Ecology and Epidemiology

Infection Rates in Three Pathosystem Epidemics Initiated With Reduced Disease Severities. J. L. Plaut, Former graduate student, Dept. of Plant Pathology, University of Florida, Gainesville 32611; R. D. Berger, professor, Dept. of Plant Pathology, University of Florida, Gainesville 32611. Phytopathology 71:917-921. Accepted for publication 9 January 1981. Copyright 1981 The American Phytopathological Society. DOI: 10.1094/Phyto-71-917.

The progress of bean rust (caused by Uromyces phaseoli), early leafspot (caused by Cercospora arachidicola) of peanut, and grey blight (caused by Botrytis cinerea) of begonia was monitored in epidemics initiated with high, medium, and low levels of inoculum.

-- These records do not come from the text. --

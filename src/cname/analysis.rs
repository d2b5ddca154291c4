//! Chain validation and aggregate health.

use serde::Serialize;

use super::tracer::{ChainTermination, CnameChainResult};
use crate::config::{
    HEALTH_LONG_CHAIN_PENALTY, HEALTH_LOOP_PENALTY, HEALTH_MAX_DEPTH_PENALTY,
    LONG_CHAIN_THRESHOLD, SLOW_TRACE_THRESHOLD_MS,
};

/// Findings for a single chain. `is_valid` is true exactly when `issues` is
/// empty.
#[derive(Debug, Clone, PartialEq, Eq, Serialize)]
pub struct ChainValidation {
    pub is_valid: bool,
    pub issues: Vec<String>,
    pub recommendations: Vec<String>,
}

/// Aggregate figures over many chains.
#[derive(Debug, Clone, PartialEq, Serialize)]
pub struct ChainStats {
    pub total_chains: usize,
    pub average_depth: f64,
    pub max_depth: usize,
    pub loop_count: usize,
    pub depth_limited_count: usize,
    pub long_chain_count: usize,
    pub average_resolution_time_ms: f64,
    /// 0 to 100, higher is healthier.
    pub health_score: f64,
}

fn is_long(result: &CnameChainResult) -> bool {
    result.chain.len() > LONG_CHAIN_THRESHOLD
}

pub fn validate_cname_chain(result: &CnameChainResult) -> ChainValidation {
    let mut issues = Vec::new();
    let mut recommendations = Vec::new();

    if result.has_loop {
        issues.push(format!(
            "CNAME loop detected: {}",
            result.chain.join(" -> ")
        ));
        recommendations.push("Break the loop so that the chain ends at an address record".to_string());
    }

    if result.max_depth_reached {
        issues.push(format!(
            "Chain was cut off after {} names",
            result.chain.len()
        ));
        recommendations.push("Point the alias closer to its canonical target".to_string());
    } else if is_long(result) {
        issues.push(format!(
            "Long CNAME chain ({} names) adds a lookup per hop",
            result.chain.len()
        ));
        recommendations.push("Flatten the chain to reduce resolution latency".to_string());
    }

    if let ChainTermination::LookupFailed { message } = &result.termination {
        if result.chain.len() > 1 {
            if let Some(last) = result.chain.last() {
                issues.push(format!("Dangling CNAME: {last} does not resolve ({message})"));
                recommendations.push(format!("Remove or update the CNAME pointing to {last}"));
            }
        }
    }

    if result.resolution_time_ms > SLOW_TRACE_THRESHOLD_MS {
        issues.push(format!(
            "Slow resolution: {:.0}ms",
            result.resolution_time_ms
        ));
        recommendations.push("Check the responsiveness of the authoritative servers".to_string());
    }

    ChainValidation {
        is_valid: issues.is_empty(),
        issues,
        recommendations,
    }
}

/// Aggregates chain results.
///
/// `health_score = 100 - 50*loop_rate - 30*depth_limited_rate - 20*long_rate`,
/// clamped to `0..=100`. An empty slice scores 100.
pub fn get_cname_chain_stats(results: &[CnameChainResult]) -> ChainStats {
    let total = results.len();
    if total == 0 {
        return ChainStats {
            total_chains: 0,
            average_depth: 0.0,
            max_depth: 0,
            loop_count: 0,
            depth_limited_count: 0,
            long_chain_count: 0,
            average_resolution_time_ms: 0.0,
            health_score: 100.0,
        };
    }

    let loop_count = results.iter().filter(|r| r.has_loop).count();
    let depth_limited_count = results.iter().filter(|r| r.max_depth_reached).count();
    let long_chain_count = results.iter().filter(|r| is_long(r)).count();
    let total_depth: usize = results.iter().map(|r| r.chain.len()).sum();
    let total_time: f64 = results.iter().map(|r| r.resolution_time_ms).sum();

    let n = total as f64;
    let health_score = (100.0
        - HEALTH_LOOP_PENALTY * (loop_count as f64 / n)
        - HEALTH_MAX_DEPTH_PENALTY * (depth_limited_count as f64 / n)
        - HEALTH_LONG_CHAIN_PENALTY * (long_chain_count as f64 / n))
        .clamp(0.0, 100.0);

    ChainStats {
        total_chains: total,
        average_depth: total_depth as f64 / n,
        max_depth: results.iter().map(|r| r.chain.len()).max().unwrap_or(0),
        loop_count,
        depth_limited_count,
        long_chain_count,
        average_resolution_time_ms: total_time / n,
        health_score,
    }
}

Polycyclic grey blight and bean rust epidemics developed in replicated greenhouse chambers equipped to simulate field weather conditions and bean rust and early leafspot epidemics were studied in buffered field plots. The Gompertz transformation of the disease proportions consistently provided a better statistical fit than did the logistic transformation when both were tested by simple linear regression. Polynomial models were inferior to the simple linear regression models. When the disease proportions were transformed with the logistic equation, rapid, nonlinear disease increases aberrantly were projected for initial epidemic stages. Regardless of the transformation, model, pathosystem, or experimental location, the calculated rates of disease increase were greatest for epidemics starting from the lowest initial disease severity in 73% of all cases. Low initial disease apparently was compensated for by accelerated rates of disease increase. Thus, sanitation measures in the management of compound interest diseases may be less effective than previously theorized.

Additional keywords: Gompertz and logistic transformations, curve fitting, sanitation.